TASK PROMPT: Please find every line in the entries below that contains the string "ActiveModelTrait", and copy it.
....
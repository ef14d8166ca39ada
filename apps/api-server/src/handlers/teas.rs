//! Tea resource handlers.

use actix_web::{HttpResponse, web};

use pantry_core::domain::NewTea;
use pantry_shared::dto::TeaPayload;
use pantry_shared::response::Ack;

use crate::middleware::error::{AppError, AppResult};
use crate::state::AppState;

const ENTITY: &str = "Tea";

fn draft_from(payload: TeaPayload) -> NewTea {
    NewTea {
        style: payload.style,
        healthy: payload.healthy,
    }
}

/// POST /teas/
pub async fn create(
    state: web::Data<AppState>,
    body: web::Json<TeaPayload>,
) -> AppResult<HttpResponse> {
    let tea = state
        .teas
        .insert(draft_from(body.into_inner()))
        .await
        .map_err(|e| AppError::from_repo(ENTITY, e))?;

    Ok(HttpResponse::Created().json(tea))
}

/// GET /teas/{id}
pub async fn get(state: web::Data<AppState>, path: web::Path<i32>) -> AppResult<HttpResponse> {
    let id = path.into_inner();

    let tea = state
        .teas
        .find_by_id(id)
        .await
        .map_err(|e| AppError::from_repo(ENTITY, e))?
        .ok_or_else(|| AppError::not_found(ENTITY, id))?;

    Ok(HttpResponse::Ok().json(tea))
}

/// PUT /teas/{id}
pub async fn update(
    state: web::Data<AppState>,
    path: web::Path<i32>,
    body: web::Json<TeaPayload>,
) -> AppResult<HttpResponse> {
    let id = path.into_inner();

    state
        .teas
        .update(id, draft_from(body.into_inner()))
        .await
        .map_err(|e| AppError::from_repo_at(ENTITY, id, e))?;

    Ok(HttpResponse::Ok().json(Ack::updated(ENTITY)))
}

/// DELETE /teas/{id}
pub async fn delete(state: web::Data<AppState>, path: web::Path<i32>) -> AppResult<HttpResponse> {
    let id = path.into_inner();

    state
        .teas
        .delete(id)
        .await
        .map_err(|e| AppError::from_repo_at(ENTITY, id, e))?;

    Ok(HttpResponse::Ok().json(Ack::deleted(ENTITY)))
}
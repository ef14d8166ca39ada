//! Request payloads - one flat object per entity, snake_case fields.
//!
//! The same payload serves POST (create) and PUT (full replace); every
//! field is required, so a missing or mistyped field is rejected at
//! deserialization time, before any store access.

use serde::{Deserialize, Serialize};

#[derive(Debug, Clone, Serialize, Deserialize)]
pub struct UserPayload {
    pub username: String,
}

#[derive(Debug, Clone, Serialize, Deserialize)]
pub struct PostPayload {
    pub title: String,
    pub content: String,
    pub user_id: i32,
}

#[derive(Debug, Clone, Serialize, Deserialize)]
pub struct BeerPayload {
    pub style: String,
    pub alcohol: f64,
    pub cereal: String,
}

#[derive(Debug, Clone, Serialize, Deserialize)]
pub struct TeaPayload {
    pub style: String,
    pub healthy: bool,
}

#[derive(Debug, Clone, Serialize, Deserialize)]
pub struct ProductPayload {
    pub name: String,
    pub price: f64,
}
....
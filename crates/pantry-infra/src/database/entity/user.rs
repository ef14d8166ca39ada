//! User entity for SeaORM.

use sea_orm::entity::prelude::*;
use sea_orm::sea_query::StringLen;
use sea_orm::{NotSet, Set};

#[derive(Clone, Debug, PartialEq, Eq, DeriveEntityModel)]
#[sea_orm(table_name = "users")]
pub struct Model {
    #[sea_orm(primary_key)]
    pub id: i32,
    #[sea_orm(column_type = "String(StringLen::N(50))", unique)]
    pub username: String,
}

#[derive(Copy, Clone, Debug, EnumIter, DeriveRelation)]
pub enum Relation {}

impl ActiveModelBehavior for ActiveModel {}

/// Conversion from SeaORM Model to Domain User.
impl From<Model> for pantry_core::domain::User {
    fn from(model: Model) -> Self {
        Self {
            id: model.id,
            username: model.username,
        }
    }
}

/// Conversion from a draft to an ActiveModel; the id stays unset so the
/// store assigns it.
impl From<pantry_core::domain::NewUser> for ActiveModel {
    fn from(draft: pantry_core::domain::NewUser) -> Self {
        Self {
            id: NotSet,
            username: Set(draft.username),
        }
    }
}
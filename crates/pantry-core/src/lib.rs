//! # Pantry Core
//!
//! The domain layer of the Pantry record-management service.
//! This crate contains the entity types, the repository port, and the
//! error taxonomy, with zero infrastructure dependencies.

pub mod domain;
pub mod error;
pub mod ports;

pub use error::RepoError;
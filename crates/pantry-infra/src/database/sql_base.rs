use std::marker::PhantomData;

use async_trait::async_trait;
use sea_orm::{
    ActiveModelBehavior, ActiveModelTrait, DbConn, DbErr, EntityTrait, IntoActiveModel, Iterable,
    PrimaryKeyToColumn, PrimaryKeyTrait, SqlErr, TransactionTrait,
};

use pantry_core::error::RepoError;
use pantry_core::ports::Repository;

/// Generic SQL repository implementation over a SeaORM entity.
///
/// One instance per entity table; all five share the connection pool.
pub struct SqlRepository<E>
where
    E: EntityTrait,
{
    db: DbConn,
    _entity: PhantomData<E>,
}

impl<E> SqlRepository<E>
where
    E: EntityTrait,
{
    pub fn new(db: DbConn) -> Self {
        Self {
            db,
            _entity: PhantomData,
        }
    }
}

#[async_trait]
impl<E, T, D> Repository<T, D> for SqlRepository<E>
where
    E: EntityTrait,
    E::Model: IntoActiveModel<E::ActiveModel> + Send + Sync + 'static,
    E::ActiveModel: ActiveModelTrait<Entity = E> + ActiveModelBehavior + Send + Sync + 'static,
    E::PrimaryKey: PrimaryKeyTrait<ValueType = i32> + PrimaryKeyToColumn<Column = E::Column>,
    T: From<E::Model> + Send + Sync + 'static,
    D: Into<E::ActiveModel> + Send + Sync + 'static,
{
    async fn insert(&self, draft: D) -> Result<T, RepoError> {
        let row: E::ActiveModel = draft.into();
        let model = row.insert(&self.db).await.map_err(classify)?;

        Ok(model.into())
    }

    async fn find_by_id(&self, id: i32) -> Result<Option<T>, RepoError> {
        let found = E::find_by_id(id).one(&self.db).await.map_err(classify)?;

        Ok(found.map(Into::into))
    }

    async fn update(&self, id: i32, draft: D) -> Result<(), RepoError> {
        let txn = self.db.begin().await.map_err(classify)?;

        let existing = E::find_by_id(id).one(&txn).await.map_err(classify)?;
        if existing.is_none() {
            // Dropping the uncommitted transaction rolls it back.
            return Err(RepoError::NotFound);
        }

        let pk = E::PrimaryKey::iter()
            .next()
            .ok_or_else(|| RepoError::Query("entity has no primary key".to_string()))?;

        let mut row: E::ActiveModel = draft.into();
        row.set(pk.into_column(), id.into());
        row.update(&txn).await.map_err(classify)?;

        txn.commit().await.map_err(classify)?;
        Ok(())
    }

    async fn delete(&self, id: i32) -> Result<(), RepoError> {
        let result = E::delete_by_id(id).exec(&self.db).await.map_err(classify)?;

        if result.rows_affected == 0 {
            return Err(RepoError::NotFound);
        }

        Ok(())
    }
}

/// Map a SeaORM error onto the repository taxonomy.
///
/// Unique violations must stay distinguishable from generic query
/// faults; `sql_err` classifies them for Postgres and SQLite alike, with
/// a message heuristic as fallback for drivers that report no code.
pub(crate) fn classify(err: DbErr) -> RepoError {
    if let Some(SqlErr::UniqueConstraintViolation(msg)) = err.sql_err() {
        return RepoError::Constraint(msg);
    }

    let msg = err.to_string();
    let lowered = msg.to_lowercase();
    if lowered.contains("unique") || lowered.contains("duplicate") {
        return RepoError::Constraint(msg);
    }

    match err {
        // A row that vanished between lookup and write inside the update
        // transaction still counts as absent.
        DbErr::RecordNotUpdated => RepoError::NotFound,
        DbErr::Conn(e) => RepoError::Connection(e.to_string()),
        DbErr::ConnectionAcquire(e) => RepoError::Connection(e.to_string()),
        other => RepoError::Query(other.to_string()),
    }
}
....
FINAL ANSWER:
    ActiveModelBehavior, ActiveModelTrait, DbConn, DbErr, EntityTrait, IntoActiveModel, Iterable,
    E::ActiveModel: ActiveModelTrait<Entity = E> + ActiveModelBehavior + Send + Sync + 'static,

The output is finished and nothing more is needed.